Investors can afford to be “cautiously optimistic” at this point in the stock market’s cycle, CNBC’s Jim Cramer said Tuesday after consulting with chartist Rob Moreno.
Moreno, the technician behind RightViewTrading.com and Cramer’s colleague at RealMoney.com, sees a convoluted path ahead for stocks. After calling the December bottom, Moreno noticed that the Nasdaq Composite’s late-2018 decline was about a 24 percent drop from peak to trough.
That’s important because, in a bull market, stocks tend to see “periods of consolidation — pauses in a long-term bull run,” Cramer explained. “To [Moreno], the decline here looks very similar to what we saw from the Nasdaq in 2011, 2015 [and] 2016,” three consolidation periods of recent past.

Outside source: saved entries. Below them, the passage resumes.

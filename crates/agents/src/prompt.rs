//! Markdown sections rendered into the orchestrator prompt.

use {loom_config::AgentMap, loom_skills::SkillInfo};

const NO_AGENTS_FALLBACK: &str = "No additional agents were discovered. Use built-in agents like \
     @build, @plan, @blueprint, and @explore when appropriate.";

/// Mode shown for entries that do not declare one.
const DEFAULT_MODE: &str = "all";

/// Routing-table row for one registered agent.
#[derive(Debug, Clone, PartialEq, Eq)]
pub struct AvailableAgent {
    pub name: String,
    pub description: String,
    pub mode: Option<String>,
}

impl AvailableAgent {
    /// Text up to the first `.`, or the whole description when that is empty.
    pub fn summary(&self) -> &str {
        match self.description.split('.').next() {
            Some(first) if !first.is_empty() => first,
            _ => &self.description,
        }
    }
}

/// Collect routing rows from the agent map in map order, skipping `exclude`.
///
/// Entries of any shape are accepted; missing fields render as defaults.
pub fn available_agents(agents: &AgentMap, exclude: &str) -> Vec<AvailableAgent> {
    agents
        .iter()
        .filter(|(name, _)| name.as_str() != exclude)
        .map(|(name, entry)| AvailableAgent {
            name: name.clone(),
            description: entry
                .get("description")
                .and_then(|d| d.as_str())
                .unwrap_or_default()
                .to_string(),
            mode: entry
                .get("mode")
                .and_then(|m| m.as_str())
                .map(str::to_string),
        })
        .collect()
}

/// `## Available Agents` table, or a fallback paragraph when `agents` is empty.
pub fn append_agents_section(prompt: &mut String, agents: &[AvailableAgent]) {
    prompt.push_str("## Available Agents\n\n");
    if agents.is_empty() {
        prompt.push_str(NO_AGENTS_FALLBACK);
        prompt.push_str("\n\n");
        return;
    }

    prompt.push_str(
        "Pick the subagent(s) to delegate to from their description and mode.\n\n",
    );
    prompt.push_str("| Agent | Mode | When to use |\n");
    prompt.push_str("|-------|------|-------------|\n");
    for agent in agents {
        let mode = agent.mode.as_deref().unwrap_or(DEFAULT_MODE);
        prompt.push_str(&format!(
            "| @{} | {mode} | {} |\n",
            agent.name,
            agent.summary()
        ));
    }
    prompt.push_str(
        "\nDelegate to a specialized agent whenever its description clearly matches the request.\n\n",
    );
}

/// `## Available Skills` table in catalog order. Nothing when `skills` is empty.
pub fn append_skills_section(prompt: &mut String, skills: &[SkillInfo]) {
    if skills.is_empty() {
        return;
    }

    prompt.push_str("## Available Skills\n\n");
    prompt.push_str("Invoke a matching skill with the `skill` tool before doing manual work.\n\n");
    prompt.push_str("| Skill | Description | Location |\n");
    prompt.push_str("|-------|-------------|----------|\n");
    for skill in skills {
        let description = skill.description.as_deref().unwrap_or("(no description)");
        prompt.push_str(&format!(
            "| {} | {description} | {} |\n",
            skill.name, skill.location
        ));
    }
    prompt.push('\n');
}

#[allow(clippy::unwrap_used, clippy::expect_used)]
#[cfg(test)]
mod tests {
    use {
        super::*,
        loom_skills::{SkillLocation, builtin_skill_infos},
        serde_json::json,
    };

    fn agent_map(value: serde_json::Value) -> AgentMap {
        value.as_object().cloned().unwrap()
    }

    #[test]
    fn available_agents_keep_map_order_and_skip_excluded() {
        let agents = agent_map(json!({
            "zed": { "description": "Last alphabetically. Listed first.", "mode": "subagent" },
            "cortex": { "description": "Self." },
            "alpha": { "disable": true },
        }));
        let rows = available_agents(&agents, "cortex");
        let names: Vec<&str> = rows.iter().map(|r| r.name.as_str()).collect();
        assert_eq!(names, ["zed", "alpha"]);
        assert_eq!(rows[0].summary(), "Last alphabetically");
        assert_eq!(rows[1].description, "");
        assert_eq!(rows[1].mode, None);
    }

    #[test]
    fn summary_falls_back_to_full_description() {
        let row = AvailableAgent {
            name: "dots".into(),
            description: ".leading dot".into(),
            mode: None,
        };
        assert_eq!(row.summary(), ".leading dot");
    }

    #[test]
    fn agents_table_rows() {
        let agents = vec![
            AvailableAgent {
                name: "review".into(),
                description: "Reviews diffs. Thoroughly.".into(),
                mode: Some("subagent".into()),
            },
            AvailableAgent {
                name: "helper".into(),
                description: "Helps".into(),
                mode: None,
            },
        ];
        let mut prompt = String::new();
        append_agents_section(&mut prompt, &agents);
        assert!(prompt.starts_with("## Available Agents\n"));
        assert!(prompt.contains("| Agent | Mode | When to use |"));
        assert!(prompt.contains("| @review | subagent | Reviews diffs |\n"));
        assert!(prompt.contains("| @helper | all | Helps |\n"));
        assert!(!prompt.contains("No additional agents"));
    }

    #[test]
    fn agents_fallback_when_empty() {
        let mut prompt = String::new();
        append_agents_section(&mut prompt, &[]);
        assert!(prompt.contains(
            "No additional agents were discovered. Use built-in agents like @build, @plan, \
             @blueprint, and @explore when appropriate."
        ));
        assert!(!prompt.contains("| Agent |"));
    }

    #[test]
    fn skills_table_in_catalog_order() {
        let mut skills = vec![SkillInfo::discovered(
            "lint",
            None,
            SkillLocation::Personal,
            "/home/u/.config/loom/skills/lint",
        )];
        skills.extend(builtin_skill_infos());

        let mut prompt = String::new();
        append_skills_section(&mut prompt, &skills);
        assert!(prompt.contains("| Skill | Description | Location |"));
        assert!(prompt.contains("| lint | (no description) | personal |\n"));

        let lint = prompt.find("| lint |").unwrap();
        let first_builtin = prompt
            .find(&format!("| {} |", builtin_skill_infos()[0].name))
            .unwrap();
        assert!(lint < first_builtin);
    }

    #[test]
    fn no_skills_section_when_empty() {
        let mut prompt = String::new();
        append_skills_section(&mut prompt, &[]);
        assert!(prompt.is_empty());
    }
}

If he’s right, that could be bad news for the bulls, who may have to wait at least seven months for stocks to break out of their consolidation pattern, during which they tend to trade in a tight range, Cramer warned. But Moreno still sees some opportunity for investors.
“If you believe his thesis about the market — that we’re in a consolidation period, one that will last until September — then you can afford to be … cautiously optimistic right now,” Cramer said on “Mad Money.”
Part of Moreno’s confidence came from his analysis of the S&P 500’s daily chart, which also included the support and resistance levels from its weekly and monthly charts.
Even after a 16 percent rally from its December lows, Moreno saw more room to run for the S&P based on its Relative Strength Index, or RSI, a technical tool that measures price momentum. The RSI, he explained, hasn’t yet signaled that the S&P is overbought, and the Chaikin Money Flow, which tracks buying and selling pressure, shows big money pouring in.